What the task asks: Word for word, return the lines from the start of the entries below through the line that has "fn read(&self) -> RwLockReadGuard<'_, HashMap<K, V>>".

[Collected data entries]
== Segment start ==

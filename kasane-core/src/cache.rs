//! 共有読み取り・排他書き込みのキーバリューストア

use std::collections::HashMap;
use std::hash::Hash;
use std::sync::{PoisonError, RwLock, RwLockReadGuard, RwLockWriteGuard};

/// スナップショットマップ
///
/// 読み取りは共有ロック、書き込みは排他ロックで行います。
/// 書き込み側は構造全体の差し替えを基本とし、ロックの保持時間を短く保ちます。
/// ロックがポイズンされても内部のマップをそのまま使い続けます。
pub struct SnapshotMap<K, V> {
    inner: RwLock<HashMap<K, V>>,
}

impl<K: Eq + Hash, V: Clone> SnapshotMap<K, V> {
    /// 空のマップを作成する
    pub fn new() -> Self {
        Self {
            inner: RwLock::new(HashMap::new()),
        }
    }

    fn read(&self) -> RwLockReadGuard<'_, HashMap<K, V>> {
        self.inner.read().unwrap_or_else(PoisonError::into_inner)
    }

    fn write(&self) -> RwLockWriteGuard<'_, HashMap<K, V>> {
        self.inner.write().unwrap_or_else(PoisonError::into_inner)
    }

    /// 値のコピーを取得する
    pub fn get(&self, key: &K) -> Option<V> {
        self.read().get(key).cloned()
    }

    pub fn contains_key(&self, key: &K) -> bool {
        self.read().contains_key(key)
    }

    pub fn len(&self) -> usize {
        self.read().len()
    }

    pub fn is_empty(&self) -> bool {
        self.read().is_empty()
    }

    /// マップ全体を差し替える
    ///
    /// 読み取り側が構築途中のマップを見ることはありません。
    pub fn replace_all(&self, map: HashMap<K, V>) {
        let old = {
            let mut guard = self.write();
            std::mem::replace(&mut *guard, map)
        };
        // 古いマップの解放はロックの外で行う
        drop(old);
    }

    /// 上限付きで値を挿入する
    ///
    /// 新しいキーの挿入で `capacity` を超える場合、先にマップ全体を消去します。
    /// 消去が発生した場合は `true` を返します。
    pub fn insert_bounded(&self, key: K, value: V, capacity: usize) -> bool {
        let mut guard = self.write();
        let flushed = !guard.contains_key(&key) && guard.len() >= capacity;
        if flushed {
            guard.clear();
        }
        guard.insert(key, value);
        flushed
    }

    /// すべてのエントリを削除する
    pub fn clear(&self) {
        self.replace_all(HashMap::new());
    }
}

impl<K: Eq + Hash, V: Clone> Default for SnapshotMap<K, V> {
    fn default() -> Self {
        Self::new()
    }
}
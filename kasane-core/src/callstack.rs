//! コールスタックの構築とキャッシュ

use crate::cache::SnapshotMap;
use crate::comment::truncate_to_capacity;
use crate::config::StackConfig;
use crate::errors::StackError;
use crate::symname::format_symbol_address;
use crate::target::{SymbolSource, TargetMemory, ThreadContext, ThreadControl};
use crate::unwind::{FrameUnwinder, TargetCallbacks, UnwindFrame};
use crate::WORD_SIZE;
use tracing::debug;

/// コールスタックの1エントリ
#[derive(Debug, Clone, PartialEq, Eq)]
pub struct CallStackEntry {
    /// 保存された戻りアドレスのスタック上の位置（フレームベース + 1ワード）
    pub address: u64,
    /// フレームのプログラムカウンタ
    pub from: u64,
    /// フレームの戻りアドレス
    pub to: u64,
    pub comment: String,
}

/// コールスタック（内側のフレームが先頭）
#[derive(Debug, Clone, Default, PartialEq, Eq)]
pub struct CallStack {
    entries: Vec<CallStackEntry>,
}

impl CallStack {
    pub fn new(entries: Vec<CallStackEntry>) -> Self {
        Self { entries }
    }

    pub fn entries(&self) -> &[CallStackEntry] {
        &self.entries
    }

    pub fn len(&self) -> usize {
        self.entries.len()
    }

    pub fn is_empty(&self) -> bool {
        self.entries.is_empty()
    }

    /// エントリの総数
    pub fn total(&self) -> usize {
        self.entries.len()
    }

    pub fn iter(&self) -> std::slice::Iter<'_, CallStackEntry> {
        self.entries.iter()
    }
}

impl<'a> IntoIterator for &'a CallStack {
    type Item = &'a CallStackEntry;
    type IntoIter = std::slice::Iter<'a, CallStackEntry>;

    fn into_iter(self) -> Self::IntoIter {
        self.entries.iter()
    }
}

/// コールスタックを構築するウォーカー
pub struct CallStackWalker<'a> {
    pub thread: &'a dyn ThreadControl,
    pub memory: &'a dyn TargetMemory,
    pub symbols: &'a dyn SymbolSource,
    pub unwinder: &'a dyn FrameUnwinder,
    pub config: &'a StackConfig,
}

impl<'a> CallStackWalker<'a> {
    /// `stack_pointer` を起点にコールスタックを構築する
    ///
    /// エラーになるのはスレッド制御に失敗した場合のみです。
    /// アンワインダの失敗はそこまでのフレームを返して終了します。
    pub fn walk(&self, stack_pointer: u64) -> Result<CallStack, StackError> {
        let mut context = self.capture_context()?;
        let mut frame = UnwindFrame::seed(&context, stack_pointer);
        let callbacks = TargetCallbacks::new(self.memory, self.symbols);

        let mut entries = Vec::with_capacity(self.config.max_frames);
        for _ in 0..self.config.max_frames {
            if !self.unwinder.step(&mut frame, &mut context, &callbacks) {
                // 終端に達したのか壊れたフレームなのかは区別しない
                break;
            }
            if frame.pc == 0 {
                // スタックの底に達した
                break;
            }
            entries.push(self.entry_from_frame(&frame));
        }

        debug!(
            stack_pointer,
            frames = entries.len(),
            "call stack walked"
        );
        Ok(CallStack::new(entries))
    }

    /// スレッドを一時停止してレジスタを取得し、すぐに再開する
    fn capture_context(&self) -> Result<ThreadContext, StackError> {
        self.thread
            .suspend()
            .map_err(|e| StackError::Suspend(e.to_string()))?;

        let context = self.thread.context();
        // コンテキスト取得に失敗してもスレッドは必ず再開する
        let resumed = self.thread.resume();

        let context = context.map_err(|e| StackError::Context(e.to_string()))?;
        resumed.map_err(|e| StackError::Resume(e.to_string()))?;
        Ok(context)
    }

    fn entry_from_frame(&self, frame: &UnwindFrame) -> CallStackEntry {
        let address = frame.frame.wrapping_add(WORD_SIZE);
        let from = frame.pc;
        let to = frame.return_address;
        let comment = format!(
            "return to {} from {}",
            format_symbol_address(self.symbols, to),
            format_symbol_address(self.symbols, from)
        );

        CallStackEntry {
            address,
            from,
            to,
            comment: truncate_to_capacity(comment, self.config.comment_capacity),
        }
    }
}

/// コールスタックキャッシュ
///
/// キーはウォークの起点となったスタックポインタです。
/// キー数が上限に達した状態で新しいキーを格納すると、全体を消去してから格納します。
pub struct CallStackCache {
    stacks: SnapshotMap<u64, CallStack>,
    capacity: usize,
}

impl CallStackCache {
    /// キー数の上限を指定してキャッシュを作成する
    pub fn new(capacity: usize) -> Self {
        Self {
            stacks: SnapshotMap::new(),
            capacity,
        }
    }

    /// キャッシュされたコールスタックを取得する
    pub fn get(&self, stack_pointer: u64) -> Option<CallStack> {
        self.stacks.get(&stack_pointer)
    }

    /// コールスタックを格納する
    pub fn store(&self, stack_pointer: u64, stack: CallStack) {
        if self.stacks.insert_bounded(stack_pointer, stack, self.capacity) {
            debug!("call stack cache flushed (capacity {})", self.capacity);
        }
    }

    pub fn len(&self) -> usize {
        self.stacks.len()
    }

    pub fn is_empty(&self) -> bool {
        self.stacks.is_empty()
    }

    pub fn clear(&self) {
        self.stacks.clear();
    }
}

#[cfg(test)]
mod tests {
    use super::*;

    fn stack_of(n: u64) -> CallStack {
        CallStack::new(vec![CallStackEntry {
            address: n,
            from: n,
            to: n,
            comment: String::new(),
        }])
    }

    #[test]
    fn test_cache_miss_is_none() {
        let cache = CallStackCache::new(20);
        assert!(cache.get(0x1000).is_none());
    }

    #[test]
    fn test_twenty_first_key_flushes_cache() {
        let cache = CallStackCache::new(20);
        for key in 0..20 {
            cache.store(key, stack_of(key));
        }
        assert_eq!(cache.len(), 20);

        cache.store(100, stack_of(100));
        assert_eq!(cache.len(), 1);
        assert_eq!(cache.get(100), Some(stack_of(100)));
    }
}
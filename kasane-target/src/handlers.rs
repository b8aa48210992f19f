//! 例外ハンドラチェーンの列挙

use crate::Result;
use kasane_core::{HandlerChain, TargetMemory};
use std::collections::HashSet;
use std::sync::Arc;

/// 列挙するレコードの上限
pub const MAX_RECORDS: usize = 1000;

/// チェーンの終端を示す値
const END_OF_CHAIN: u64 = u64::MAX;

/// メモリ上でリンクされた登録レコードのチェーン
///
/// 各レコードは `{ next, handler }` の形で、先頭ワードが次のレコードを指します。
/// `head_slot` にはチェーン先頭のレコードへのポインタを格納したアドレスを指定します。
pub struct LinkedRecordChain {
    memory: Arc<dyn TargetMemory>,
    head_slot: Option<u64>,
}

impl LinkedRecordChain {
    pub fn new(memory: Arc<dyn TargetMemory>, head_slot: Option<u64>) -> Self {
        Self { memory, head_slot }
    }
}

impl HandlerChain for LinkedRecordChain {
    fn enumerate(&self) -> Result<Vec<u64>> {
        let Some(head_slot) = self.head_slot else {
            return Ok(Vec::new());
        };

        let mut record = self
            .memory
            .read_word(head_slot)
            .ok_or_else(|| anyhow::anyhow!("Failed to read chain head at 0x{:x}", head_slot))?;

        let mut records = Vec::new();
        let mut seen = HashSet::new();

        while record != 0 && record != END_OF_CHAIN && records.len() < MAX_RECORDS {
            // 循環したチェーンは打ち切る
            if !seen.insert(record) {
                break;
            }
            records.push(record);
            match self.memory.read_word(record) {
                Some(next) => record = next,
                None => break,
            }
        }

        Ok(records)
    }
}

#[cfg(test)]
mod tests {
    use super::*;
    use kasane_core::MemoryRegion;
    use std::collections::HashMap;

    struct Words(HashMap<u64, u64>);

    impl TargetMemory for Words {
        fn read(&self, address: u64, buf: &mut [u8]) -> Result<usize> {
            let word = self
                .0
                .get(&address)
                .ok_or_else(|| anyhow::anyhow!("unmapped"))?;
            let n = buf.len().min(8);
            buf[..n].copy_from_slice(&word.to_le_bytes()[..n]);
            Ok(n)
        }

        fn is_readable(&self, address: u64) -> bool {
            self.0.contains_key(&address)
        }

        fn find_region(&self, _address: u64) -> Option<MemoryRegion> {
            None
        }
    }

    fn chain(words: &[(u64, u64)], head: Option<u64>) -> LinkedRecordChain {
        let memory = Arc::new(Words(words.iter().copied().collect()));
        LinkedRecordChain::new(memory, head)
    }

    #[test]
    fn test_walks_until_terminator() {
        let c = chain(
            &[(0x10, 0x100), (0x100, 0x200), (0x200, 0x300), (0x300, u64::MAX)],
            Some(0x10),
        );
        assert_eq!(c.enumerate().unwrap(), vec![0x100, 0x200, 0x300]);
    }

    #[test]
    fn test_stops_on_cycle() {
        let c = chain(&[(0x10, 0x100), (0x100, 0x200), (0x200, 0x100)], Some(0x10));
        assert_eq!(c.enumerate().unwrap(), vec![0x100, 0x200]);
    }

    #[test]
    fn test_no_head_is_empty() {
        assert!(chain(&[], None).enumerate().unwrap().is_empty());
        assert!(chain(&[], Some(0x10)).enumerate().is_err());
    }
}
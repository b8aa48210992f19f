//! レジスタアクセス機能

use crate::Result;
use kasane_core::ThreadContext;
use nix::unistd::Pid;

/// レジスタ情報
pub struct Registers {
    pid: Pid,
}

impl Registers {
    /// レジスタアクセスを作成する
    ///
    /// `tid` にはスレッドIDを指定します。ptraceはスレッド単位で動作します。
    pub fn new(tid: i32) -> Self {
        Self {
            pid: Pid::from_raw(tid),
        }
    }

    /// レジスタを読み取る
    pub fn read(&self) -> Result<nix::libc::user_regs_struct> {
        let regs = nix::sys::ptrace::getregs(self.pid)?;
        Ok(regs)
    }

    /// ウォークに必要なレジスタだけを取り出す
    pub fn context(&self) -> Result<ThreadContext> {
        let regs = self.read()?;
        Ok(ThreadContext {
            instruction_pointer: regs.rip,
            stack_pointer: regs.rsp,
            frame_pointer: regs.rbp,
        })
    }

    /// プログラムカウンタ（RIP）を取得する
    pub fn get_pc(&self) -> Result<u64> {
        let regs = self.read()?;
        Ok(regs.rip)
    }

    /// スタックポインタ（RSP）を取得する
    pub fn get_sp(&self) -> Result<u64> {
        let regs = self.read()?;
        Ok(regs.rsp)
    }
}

== Segment end ==

Output for this task:
filename kasane-core/src/cache.rs
//! 共有読み取り・排他書き込みのキーバリューストア

use std::collections::HashMap;
use std::hash::Hash;
use std::sync::{PoisonError, RwLock, RwLockReadGuard, RwLockWriteGuard};

/// スナップショットマップ
///
/// 読み取りは共有ロック、書き込みは排他ロックで行います。
/// 書き込み側は構造全体の差し替えを基本とし、ロックの保持時間を短く保ちます。
/// ロックがポイズンされても内部のマップをそのまま使い続けます。
pub struct SnapshotMap<K, V> {
    inner: RwLock<HashMap<K, V>>,
}

impl<K: Eq + Hash, V: Clone> SnapshotMap<K, V> {
    /// 空のマップを作成する
    pub fn new() -> Self {
        Self {
            inner: RwLock::new(HashMap::new()),
        }
    }

    fn read(&self) -> RwLockReadGuard<'_, HashMap<K, V>> {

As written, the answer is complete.